BEGIN MATERIAL PROVIDED

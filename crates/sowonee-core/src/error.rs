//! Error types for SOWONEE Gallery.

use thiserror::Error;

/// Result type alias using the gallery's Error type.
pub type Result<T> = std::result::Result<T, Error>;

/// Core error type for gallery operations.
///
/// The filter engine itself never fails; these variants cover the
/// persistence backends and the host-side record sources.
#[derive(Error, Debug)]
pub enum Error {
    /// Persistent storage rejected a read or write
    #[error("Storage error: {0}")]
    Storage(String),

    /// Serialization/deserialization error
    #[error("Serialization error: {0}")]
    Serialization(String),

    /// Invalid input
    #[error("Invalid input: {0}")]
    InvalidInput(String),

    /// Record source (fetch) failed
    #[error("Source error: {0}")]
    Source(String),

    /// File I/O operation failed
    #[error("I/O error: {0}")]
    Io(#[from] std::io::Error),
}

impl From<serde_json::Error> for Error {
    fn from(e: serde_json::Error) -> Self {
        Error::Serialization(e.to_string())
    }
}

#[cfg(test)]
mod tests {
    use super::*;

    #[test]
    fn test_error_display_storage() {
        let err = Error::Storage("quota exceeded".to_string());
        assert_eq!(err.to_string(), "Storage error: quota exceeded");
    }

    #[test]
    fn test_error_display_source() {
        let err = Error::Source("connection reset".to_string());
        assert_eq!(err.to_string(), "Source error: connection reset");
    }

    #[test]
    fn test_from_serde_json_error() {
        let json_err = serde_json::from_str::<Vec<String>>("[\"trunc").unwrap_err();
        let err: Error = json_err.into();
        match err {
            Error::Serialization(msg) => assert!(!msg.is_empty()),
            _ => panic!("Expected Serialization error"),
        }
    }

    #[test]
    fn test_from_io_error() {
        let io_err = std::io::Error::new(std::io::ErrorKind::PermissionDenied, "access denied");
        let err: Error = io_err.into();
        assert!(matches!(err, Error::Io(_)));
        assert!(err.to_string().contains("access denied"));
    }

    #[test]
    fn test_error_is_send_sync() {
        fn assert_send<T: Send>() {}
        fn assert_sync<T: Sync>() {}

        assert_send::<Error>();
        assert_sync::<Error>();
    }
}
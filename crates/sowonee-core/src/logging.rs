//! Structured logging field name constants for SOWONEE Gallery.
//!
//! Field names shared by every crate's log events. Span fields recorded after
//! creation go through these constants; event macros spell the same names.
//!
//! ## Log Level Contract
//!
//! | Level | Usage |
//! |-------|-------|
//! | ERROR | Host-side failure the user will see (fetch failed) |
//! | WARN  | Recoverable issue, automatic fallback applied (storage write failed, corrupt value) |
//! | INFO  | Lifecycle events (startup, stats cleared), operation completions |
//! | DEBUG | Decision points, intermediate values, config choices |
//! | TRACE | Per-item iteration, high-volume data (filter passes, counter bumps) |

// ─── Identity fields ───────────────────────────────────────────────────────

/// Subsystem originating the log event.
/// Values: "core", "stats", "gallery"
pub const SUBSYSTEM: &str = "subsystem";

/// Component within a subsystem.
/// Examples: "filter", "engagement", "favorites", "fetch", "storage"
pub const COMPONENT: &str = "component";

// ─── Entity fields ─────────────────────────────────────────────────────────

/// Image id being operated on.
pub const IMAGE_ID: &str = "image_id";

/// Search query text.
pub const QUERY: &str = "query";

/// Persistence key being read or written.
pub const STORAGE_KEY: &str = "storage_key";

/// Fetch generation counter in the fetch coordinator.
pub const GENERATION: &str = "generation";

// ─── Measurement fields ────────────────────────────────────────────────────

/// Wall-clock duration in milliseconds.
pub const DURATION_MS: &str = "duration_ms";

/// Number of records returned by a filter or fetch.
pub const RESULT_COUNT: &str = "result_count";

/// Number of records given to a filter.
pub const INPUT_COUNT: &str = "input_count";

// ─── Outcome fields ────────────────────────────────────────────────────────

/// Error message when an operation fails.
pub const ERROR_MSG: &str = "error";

END MATERIAL PROVIDED
BEGIN MATERIAL PROVIDED

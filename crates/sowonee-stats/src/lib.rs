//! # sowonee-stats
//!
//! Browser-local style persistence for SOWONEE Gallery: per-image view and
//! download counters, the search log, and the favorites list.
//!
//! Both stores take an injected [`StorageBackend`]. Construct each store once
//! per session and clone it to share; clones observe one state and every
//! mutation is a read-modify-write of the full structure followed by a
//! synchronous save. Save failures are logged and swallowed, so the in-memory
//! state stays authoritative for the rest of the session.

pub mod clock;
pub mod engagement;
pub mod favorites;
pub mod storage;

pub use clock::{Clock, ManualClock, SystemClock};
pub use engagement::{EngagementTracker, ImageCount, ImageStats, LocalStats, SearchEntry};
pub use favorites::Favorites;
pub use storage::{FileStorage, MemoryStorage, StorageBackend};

END MATERIAL PROVIDED
BEGIN MATERIAL PROVIDED

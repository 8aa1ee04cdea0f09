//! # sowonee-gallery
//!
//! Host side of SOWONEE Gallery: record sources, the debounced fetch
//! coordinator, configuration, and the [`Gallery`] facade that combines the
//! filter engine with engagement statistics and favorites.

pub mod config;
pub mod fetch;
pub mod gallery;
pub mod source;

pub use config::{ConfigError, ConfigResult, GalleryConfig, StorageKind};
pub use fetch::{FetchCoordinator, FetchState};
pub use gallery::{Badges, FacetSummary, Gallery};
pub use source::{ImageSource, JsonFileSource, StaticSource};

END MATERIAL PROVIDED

■ HOW TO COMPLETE THIS TASK ■
Among the records above, repeat exactly the line with "filename crates/sowonee-core/src/error.rs", the line with "#[derive(Error, Debug)]", and every line in between, and only those.

■ WRITTEN ANSWER ■
filename crates/sowonee-core/src/error.rs
//! Error types for SOWONEE Gallery.

use thiserror::Error;

/// Result type alias using the gallery's Error type.
pub type Result<T> = std::result::Result<T, Error>;

/// Core error type for gallery operations.
///
/// The filter engine itself never fails; these variants cover the
/// persistence backends and the host-side record sources.
#[derive(Error, Debug)]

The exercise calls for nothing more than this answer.